How to complete this task:
Stop at the line containing "#[derive(Clone, Copy)]": every line of the listing from the first up to that one must be set down exactly.

★ ★ ★ ★

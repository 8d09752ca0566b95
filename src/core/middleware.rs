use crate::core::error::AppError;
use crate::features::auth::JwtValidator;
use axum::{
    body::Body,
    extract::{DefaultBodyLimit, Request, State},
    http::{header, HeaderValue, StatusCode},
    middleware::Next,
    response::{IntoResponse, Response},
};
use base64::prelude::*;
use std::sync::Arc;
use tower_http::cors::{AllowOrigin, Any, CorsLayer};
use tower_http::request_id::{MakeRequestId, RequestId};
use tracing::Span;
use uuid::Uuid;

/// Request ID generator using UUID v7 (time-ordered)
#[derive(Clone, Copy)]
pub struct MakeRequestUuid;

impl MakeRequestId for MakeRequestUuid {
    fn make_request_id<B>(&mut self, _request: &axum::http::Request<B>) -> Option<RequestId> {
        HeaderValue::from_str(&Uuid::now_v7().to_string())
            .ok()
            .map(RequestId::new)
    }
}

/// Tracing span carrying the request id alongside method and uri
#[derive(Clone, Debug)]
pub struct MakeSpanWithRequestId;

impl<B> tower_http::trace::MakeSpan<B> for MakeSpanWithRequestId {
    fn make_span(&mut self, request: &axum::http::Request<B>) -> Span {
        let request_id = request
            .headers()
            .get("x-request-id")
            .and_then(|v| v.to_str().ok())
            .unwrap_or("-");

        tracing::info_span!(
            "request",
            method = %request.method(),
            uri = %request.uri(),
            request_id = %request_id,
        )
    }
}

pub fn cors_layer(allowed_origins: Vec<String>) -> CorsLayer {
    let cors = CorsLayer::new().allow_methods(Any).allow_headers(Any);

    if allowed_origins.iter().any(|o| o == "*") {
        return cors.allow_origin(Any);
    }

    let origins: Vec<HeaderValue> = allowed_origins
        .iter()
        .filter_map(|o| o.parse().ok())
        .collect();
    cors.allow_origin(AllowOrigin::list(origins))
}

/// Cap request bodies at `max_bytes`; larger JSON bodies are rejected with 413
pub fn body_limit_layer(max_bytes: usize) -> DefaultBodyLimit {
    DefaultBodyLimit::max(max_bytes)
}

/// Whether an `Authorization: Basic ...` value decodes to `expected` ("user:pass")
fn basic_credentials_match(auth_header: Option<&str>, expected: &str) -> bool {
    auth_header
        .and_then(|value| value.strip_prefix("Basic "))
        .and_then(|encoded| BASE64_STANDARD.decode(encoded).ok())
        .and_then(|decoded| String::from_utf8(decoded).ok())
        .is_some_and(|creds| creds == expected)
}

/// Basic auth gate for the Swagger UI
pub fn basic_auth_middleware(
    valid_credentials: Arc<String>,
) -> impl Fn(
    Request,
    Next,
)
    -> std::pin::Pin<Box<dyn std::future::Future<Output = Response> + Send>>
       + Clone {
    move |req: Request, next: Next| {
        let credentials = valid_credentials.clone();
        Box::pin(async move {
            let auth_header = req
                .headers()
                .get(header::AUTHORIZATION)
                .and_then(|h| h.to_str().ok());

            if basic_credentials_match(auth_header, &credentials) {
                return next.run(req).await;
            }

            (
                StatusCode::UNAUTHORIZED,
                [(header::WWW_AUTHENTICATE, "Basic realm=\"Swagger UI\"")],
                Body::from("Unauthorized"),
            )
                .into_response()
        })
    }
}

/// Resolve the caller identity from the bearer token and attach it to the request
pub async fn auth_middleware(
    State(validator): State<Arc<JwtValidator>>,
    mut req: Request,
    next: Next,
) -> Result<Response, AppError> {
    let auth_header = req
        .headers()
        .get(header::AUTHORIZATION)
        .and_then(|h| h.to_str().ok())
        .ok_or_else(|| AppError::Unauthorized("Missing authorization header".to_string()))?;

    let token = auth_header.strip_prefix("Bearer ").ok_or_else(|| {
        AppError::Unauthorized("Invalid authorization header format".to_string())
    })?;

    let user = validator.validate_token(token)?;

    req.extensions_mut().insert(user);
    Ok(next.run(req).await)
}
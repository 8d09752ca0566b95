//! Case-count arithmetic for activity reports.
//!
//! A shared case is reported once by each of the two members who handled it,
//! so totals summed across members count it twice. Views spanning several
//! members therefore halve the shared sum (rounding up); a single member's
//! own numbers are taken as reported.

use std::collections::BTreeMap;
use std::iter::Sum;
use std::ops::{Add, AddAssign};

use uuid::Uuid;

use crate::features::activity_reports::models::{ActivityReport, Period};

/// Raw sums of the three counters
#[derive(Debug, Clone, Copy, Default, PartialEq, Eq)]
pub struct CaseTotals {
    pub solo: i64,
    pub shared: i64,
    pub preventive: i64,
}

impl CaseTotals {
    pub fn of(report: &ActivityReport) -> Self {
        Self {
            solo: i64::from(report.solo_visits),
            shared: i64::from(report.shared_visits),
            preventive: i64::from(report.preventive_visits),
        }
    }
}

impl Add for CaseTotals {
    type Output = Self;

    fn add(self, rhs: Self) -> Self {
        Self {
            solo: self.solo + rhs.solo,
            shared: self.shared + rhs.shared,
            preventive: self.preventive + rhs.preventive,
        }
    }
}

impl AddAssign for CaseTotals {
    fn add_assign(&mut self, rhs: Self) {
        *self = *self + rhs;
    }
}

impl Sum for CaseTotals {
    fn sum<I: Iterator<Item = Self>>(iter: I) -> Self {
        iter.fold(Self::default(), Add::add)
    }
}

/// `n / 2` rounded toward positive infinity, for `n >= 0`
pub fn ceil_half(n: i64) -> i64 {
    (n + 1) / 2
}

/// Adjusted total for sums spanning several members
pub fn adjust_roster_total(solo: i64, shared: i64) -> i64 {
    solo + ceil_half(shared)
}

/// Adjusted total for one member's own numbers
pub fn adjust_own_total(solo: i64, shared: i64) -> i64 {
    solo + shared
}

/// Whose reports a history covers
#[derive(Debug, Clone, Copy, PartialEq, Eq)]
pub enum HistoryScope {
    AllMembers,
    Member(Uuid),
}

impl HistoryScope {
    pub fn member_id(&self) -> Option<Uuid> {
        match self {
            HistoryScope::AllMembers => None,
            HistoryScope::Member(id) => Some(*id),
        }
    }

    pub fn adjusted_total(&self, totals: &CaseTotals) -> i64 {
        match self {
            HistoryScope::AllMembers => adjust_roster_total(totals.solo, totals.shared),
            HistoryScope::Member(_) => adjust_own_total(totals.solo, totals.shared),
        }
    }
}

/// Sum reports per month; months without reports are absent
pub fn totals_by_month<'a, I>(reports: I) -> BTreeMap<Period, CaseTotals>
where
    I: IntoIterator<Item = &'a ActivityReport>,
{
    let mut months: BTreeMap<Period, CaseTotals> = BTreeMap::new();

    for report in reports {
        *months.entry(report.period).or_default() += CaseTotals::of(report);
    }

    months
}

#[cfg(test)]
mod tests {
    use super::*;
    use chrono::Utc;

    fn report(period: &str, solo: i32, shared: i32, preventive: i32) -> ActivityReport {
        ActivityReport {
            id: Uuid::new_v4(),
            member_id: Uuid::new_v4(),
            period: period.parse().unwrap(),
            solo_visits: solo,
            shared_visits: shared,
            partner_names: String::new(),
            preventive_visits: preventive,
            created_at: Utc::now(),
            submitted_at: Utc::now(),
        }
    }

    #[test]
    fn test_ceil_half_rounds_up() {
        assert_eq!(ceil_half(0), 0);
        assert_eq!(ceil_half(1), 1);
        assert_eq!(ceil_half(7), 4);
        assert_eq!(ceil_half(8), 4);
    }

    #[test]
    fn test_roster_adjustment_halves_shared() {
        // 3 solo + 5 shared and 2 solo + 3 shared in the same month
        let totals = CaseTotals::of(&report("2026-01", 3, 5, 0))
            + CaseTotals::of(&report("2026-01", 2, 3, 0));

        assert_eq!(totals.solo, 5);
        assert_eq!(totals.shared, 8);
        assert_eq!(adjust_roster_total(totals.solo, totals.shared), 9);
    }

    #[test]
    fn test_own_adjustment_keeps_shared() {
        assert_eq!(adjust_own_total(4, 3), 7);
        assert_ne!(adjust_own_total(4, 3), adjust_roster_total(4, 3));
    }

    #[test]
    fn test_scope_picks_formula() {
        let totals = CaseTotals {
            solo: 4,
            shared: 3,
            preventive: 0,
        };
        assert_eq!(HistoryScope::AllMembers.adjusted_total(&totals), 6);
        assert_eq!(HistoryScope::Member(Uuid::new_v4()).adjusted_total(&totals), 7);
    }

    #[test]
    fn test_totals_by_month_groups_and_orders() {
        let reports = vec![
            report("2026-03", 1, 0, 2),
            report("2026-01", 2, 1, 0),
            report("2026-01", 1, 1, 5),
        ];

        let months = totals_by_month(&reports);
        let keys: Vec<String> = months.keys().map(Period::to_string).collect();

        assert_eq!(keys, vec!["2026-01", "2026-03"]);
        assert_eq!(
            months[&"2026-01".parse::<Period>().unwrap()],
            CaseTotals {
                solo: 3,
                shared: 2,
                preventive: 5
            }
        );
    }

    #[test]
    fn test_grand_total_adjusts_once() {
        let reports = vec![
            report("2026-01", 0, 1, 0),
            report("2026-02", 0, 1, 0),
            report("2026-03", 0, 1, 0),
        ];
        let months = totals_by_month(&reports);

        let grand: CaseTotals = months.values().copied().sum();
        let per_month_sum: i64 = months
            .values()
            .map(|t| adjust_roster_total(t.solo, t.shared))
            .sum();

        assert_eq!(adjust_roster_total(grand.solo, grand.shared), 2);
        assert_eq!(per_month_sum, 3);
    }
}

★ ★ ★ ★

Task solution:
repository 8d09752ca0566b95
filename src/core/middleware.rs
use crate::core::error::AppError;
use crate::features::auth::JwtValidator;
use axum::{
    body::Body,
    extract::{DefaultBodyLimit, Request, State},
    http::{header, HeaderValue, StatusCode},
    middleware::Next,
    response::{IntoResponse, Response},
};
use base64::prelude::*;
use std::sync::Arc;
use tower_http::cors::{AllowOrigin, Any, CorsLayer};
use tower_http::request_id::{MakeRequestId, RequestId};
use tracing::Span;
use uuid::Uuid;

/// Request ID generator using UUID v7 (time-ordered)
#[derive(Clone, Copy)]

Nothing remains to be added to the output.